### Work instruction
After reading the data, copy it out in full and exactly.

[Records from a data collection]
use std::path::Path;

use anyhow::{bail, Context, Result};
use serde_json::Value as JsonValue;

use super::database::NeoDatabase;
use super::model::{ApproachRecord, NeoRecord};

/// CAD columns we read, in `ApproachRecord` field order.
const CAD_COLUMNS: [&str; 4] = ["des", "cd", "dist", "v_rel"];

// ---------------------------------------------------------------------------
// Public entry-points
// ---------------------------------------------------------------------------

/// Load both data files and link them into a dataset.
pub fn load_database(neo_path: &Path, cad_path: &Path) -> Result<NeoDatabase> {
    let neos = load_neos(neo_path)?;
    log::info!("Loaded {} NEO records from {}", neos.len(), neo_path.display());

    let approaches = load_approaches(cad_path)?;
    log::info!(
        "Loaded {} close-approach records from {}",
        approaches.len(),
        cad_path.display()
    );

    NeoDatabase::from_records(&neos, &approaches).context("linking NEOs and close approaches")
}

/// Read NEO metadata. Dispatch by extension.
///
/// Supported formats:
/// * `.csv`  – SBDB export with at least `pdes`, `name`, `pha`, `diameter`
/// * `.json` – `[{ "pdes": ..., "name": ..., "pha": ..., "diameter": ... }, ...]`
pub fn load_neos(path: &Path) -> Result<Vec<NeoRecord>> {
    match extension(path).as_str() {
        "csv" => load_neos_csv(path),
        "json" => load_neos_json(path),
        other => bail!("Unsupported NEO file extension: .{other}"),
    }
}

/// Read close-approach rows. Dispatch by extension.
///
/// Supported formats:
/// * `.json` – CAD API response, `{ "fields": [...], "data": [[...], ...] }`
/// * `.csv`  – header row naming `des`, `cd`, `dist`, `v_rel`
pub fn load_approaches(path: &Path) -> Result<Vec<ApproachRecord>> {
    match extension(path).as_str() {
        "json" => load_approaches_json(path),
        "csv" => load_approaches_csv(path),
        other => bail!("Unsupported close-approach file extension: .{other}"),
    }
}

fn extension(path: &Path) -> String {
    path.extension()
        .and_then(|e| e.to_str())
        .unwrap_or("")
        .to_ascii_lowercase()
}

// ---------------------------------------------------------------------------
// CSV loaders
// ---------------------------------------------------------------------------

/// The SBDB export carries dozens of columns; serde picks out the four we need
/// and ignores the rest.
fn load_neos_csv(path: &Path) -> Result<Vec<NeoRecord>> {
    let mut reader = csv::Reader::from_path(path)
        .with_context(|| format!("opening NEO CSV {}", path.display()))?;

    reader
        .deserialize::<NeoRecord>()
        .enumerate()
        .map(|(row_no, result)| result.with_context(|| format!("NEO CSV row {row_no}")))
        .collect()
}

fn load_approaches_csv(path: &Path) -> Result<Vec<ApproachRecord>> {
    let mut reader = csv::Reader::from_path(path)
        .with_context(|| format!("opening close-approach CSV {}", path.display()))?;

    reader
        .deserialize::<ApproachRecord>()
        .enumerate()
        .map(|(row_no, result)| result.with_context(|| format!("close-approach CSV row {row_no}")))
        .collect()
}

// ---------------------------------------------------------------------------
// JSON loaders
// ---------------------------------------------------------------------------

fn load_neos_json(path: &Path) -> Result<Vec<NeoRecord>> {
    let text = std::fs::read_to_string(path).context("reading NEO JSON file")?;
    let root: JsonValue = serde_json::from_str(&text).context("parsing NEO JSON")?;

    let records = root.as_array().context("Expected top-level JSON array")?;

    records
        .iter()
        .enumerate()
        .map(|(i, rec)| {
            let obj = rec
                .as_object()
                .with_context(|| format!("Row {i} is not a JSON object"))?;
            let field = |key: &str| obj.get(key).map(json_to_text).unwrap_or_default();
            Ok(NeoRecord {
                designation: field("pdes"),
                name: field("name"),
                hazardous: field("pha"),
                diameter: field("diameter"),
            })
        })
        .collect()
}

/// Expected JSON schema (the CAD API response body):
///
/// ```json
/// {
///   "signature": { "version": "1.1", "source": "NASA/JPL SBDB Close Approach Data API" },
///   "count": "2",
///   "fields": ["des", "orbit_id", "jd", "cd", "dist", "dist_min", "dist_max", "v_rel", ...],
///   "data": [
///     ["170903", "105", "2415020.507669610", "1900-Jan-01 00:11", "0.0921795123769547", ...],
///     ...
///   ]
/// }
/// ```
fn load_approaches_json(path: &Path) -> Result<Vec<ApproachRecord>> {
    let text = std::fs::read_to_string(path).context("reading close-approach JSON file")?;
    let root: JsonValue = serde_json::from_str(&text).context("parsing close-approach JSON")?;

    let fields: Vec<&str> = root
        .get("fields")
        .and_then(|f| f.as_array())
        .context("close-approach JSON missing 'fields' array")?
        .iter()
        .map(|f| f.as_str().unwrap_or(""))
        .collect();

    let mut idx = [0usize; 4];
    for (slot, column) in idx.iter_mut().zip(CAD_COLUMNS) {
        *slot = fields
            .iter()
            .position(|f| *f == column)
            .with_context(|| format!("close-approach JSON missing '{column}' field"))?;
    }

    let data = match root.get("data") {
        Some(d) => d.as_array().context("'data' is not an array")?.as_slice(),
        // The API omits `data` entirely when nothing matched.
        None => &[],
    };

    data.iter()
        .enumerate()
        .map(|(i, row)| {
            let cells = row
                .as_array()
                .with_context(|| format!("Row {i} is not a JSON array"))?;
            let [des, cd, dist, v_rel] = idx.map(|j| cells.get(j));
            let cell = |v: Option<&JsonValue>, name: &str| {
                v.map(json_to_text)
                    .with_context(|| format!("Row {i}: missing '{name}' value"))
            };
            Ok(ApproachRecord {
                designation: cell(des, "des")?,
                time: cell(cd, "cd")?,
                distance: cell(dist, "dist")?,
                velocity: cell(v_rel, "v_rel")?,
            })
        })
        .collect()
}

/// Scalars are passed through as text; the model layer does the coercion.
fn json_to_text(val: &JsonValue) -> String {
    match val {
        JsonValue::String(s) => s.clone(),
        JsonValue::Null => String::new(),
        JsonValue::Bool(true) => "Y".to_string(),
        JsonValue::Bool(false) => "N".to_string(),
        other => other.to_string(),
    }
}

### Task solution
use std::path::Path;

use anyhow::{bail, Context, Result};
use serde_json::Value as JsonValue;

use super::database::NeoDatabase;
use super::model::{ApproachRecord, NeoRecord};

/// CAD columns we read, in `ApproachRecord` field order.
const CAD_COLUMNS: [&str; 4] = ["des", "cd", "dist", "v_rel"];

// ---------------------------------------------------------------------------
// Public entry-points
// ---------------------------------------------------------------------------

/// Load both data files and link them into a dataset.
pub fn load_database(neo_path: &Path, cad_path: &Path) -> Result<NeoDatabase> {
    let neos = load_neos(neo_path)?;
    log::info!("Loaded {} NEO records from {}", neos.len(), neo_path.display());

    let approaches = load_approaches(cad_path)?;
    log::info!(
        "Loaded {} close-approach records from {}",
        approaches.len(),
        cad_path.display()
    );

    NeoDatabase::from_records(&neos, &approaches).context("linking NEOs and close approaches")
}

/// Read NEO metadata. Dispatch by extension.
///
/// Supported formats:
/// * `.csv`  – SBDB export with at least `pdes`, `name`, `pha`, `diameter`
/// * `.json` – `[{ "pdes": ..., "name": ..., "pha": ..., "diameter": ... }, ...]`
pub fn load_neos(path: &Path) -> Result<Vec<NeoRecord>> {
    match extension(path).as_str() {
        "csv" => load_neos_csv(path),
        "json" => load_neos_json(path),
        other => bail!("Unsupported NEO file extension: .{other}"),
    }
}

/// Read close-approach rows. Dispatch by extension.
///
/// Supported formats:
/// * `.json` – CAD API response, `{ "fields": [...], "data": [[...], ...] }`
/// * `.csv`  – header row naming `des`, `cd`, `dist`, `v_rel`
pub fn load_approaches(path: &Path) -> Result<Vec<ApproachRecord>> {
    match extension(path).as_str() {
        "json" => load_approaches_json(path),
        "csv" => load_approaches_csv(path),
        other => bail!("Unsupported close-approach file extension: .{other}"),
    }
}

fn extension(path: &Path) -> String {
    path.extension()
        .and_then(|e| e.to_str())
        .unwrap_or("")
        .to_ascii_lowercase()
}

// ---------------------------------------------------------------------------
// CSV loaders
// ---------------------------------------------------------------------------

/// The SBDB export carries dozens of columns; serde picks out the four we need
/// and ignores the rest.
fn load_neos_csv(path: &Path) -> Result<Vec<NeoRecord>> {
    let mut reader = csv::Reader::from_path(path)
        .with_context(|| format!("opening NEO CSV {}", path.display()))?;

    reader
        .deserialize::<NeoRecord>()
        .enumerate()
        .map(|(row_no, result)| result.with_context(|| format!("NEO CSV row {row_no}")))
        .collect()
}

fn load_approaches_csv(path: &Path) -> Result<Vec<ApproachRecord>> {
    let mut reader = csv::Reader::from_path(path)
        .with_context(|| format!("opening close-approach CSV {}", path.display()))?;

    reader
        .deserialize::<ApproachRecord>()
        .enumerate()
        .map(|(row_no, result)| result.with_context(|| format!("close-approach CSV row {row_no}")))
        .collect()
}

// ---------------------------------------------------------------------------
// JSON loaders
// ---------------------------------------------------------------------------

fn load_neos_json(path: &Path) -> Result<Vec<NeoRecord>> {
    let text = std::fs::read_to_string(path).context("reading NEO JSON file")?;
    let root: JsonValue = serde_json::from_str(&text).context("parsing NEO JSON")?;

    let records = root.as_array().context("Expected top-level JSON array")?;

    records
        .iter()
        .enumerate()
        .map(|(i, rec)| {
            let obj = rec
                .as_object()
                .with_context(|| format!("Row {i} is not a JSON object"))?;
            let field = |key: &str| obj.get(key).map(json_to_text).unwrap_or_default();
            Ok(NeoRecord {
                designation: field("pdes"),
                name: field("name"),
                hazardous: field("pha"),
                diameter: field("diameter"),
            })
        })
        .collect()
}

/// Expected JSON schema (the CAD API response body):
///
/// ```json
/// {
///   "signature": { "version": "1.1", "source": "NASA/JPL SBDB Close Approach Data API" },
///   "count": "2",
///   "fields": ["des", "orbit_id", "jd", "cd", "dist", "dist_min", "dist_max", "v_rel", ...],
///   "data": [
///     ["170903", "105", "2415020.507669610", "1900-Jan-01 00:11", "0.0921795123769547", ...],
///     ...
///   ]
/// }
/// ```
fn load_approaches_json(path: &Path) -> Result<Vec<ApproachRecord>> {
    let text = std::fs::read_to_string(path).context("reading close-approach JSON file")?;
    let root: JsonValue = serde_json::from_str(&text).context("parsing close-approach JSON")?;

    let fields: Vec<&str> = root
        .get("fields")
        .and_then(|f| f.as_array())
        .context("close-approach JSON missing 'fields' array")?
        .iter()
        .map(|f| f.as_str().unwrap_or(""))
        .collect();

    let mut idx = [0usize; 4];
    for (slot, column) in idx.iter_mut().zip(CAD_COLUMNS) {
        *slot = fields
            .iter()
            .position(|f| *f == column)
            .with_context(|| format!("close-approach JSON missing '{column}' field"))?;
    }

    let data = match root.get("data") {
        Some(d) => d.as_array().context("'data' is not an array")?.as_slice(),
        // The API omits `data` entirely when nothing matched.
        None => &[],
    };

    data.iter()
        .enumerate()
        .map(|(i, row)| {
            let cells = row
                .as_array()
                .with_context(|| format!("Row {i} is not a JSON array"))?;
            let [des, cd, dist, v_rel] = idx.map(|j| cells.get(j));
            let cell = |v: Option<&JsonValue>, name: &str| {
                v.map(json_to_text)
                    .with_context(|| format!("Row {i}: missing '{name}' value"))
            };
            Ok(ApproachRecord {
                designation: cell(des, "des")?,
                time: cell(cd, "cd")?,
                distance: cell(dist, "dist")?,
                velocity: cell(v_rel, "v_rel")?,
            })
        })
        .collect()
}

/// Scalars are passed through as text; the model layer does the coercion.
fn json_to_text(val: &JsonValue) -> String {
    match val {
        JsonValue::String(s) => s.clone(),
        JsonValue::Null => String::new(),
        JsonValue::Bool(true) => "Y".to_string(),
        JsonValue::Bool(false) => "N".to_string(),
        other => other.to_string(),
    }
}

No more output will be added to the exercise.